### [Your assignment]
Copy out each line of the listing below where the string "GameEntry" appears.

*** Data shown ***

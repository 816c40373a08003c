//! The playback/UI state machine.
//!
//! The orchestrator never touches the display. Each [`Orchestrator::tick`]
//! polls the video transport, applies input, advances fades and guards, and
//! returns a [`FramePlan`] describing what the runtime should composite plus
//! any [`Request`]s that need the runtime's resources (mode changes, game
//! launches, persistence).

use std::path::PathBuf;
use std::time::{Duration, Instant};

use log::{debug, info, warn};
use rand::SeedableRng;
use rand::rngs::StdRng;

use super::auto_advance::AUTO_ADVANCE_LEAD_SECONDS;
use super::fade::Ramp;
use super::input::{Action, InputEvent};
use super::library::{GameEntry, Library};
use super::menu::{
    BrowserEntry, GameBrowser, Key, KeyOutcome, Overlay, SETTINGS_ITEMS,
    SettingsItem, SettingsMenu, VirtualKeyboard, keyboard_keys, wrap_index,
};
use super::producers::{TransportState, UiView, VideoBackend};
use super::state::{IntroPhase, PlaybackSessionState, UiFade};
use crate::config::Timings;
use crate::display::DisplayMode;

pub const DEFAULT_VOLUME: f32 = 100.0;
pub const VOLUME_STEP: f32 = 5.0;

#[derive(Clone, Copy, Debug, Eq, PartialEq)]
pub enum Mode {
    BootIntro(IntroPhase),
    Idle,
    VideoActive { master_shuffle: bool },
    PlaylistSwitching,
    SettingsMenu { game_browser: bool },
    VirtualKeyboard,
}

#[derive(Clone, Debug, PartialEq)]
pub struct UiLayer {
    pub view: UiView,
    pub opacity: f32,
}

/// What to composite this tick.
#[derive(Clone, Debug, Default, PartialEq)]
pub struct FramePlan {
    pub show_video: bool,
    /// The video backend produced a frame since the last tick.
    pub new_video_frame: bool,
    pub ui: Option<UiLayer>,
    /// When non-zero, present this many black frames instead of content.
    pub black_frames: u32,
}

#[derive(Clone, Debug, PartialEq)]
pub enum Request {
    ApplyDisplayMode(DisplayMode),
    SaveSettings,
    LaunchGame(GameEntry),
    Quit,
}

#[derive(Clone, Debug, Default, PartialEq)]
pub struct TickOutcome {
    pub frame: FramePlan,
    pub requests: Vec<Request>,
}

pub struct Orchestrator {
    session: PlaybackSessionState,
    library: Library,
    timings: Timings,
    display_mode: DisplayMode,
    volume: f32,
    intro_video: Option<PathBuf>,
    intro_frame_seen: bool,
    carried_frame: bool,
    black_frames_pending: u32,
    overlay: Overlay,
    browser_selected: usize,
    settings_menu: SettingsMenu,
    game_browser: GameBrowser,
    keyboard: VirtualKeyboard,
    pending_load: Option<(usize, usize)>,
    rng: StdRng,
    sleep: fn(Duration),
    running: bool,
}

***
*** Data shown ***

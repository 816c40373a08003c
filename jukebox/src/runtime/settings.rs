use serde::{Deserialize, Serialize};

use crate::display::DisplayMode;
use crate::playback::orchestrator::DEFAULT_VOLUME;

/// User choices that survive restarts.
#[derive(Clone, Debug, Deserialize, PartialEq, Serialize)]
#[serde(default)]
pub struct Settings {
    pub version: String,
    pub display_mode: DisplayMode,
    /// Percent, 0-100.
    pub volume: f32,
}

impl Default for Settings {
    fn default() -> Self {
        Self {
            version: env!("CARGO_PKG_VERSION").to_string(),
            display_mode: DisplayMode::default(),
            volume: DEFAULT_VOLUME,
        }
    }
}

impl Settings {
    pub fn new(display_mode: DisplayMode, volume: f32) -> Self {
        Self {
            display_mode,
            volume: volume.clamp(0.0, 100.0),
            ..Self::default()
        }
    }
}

***

### [Exercise response]
use super::library::{GameEntry, Library};
    LaunchGame(GameEntry),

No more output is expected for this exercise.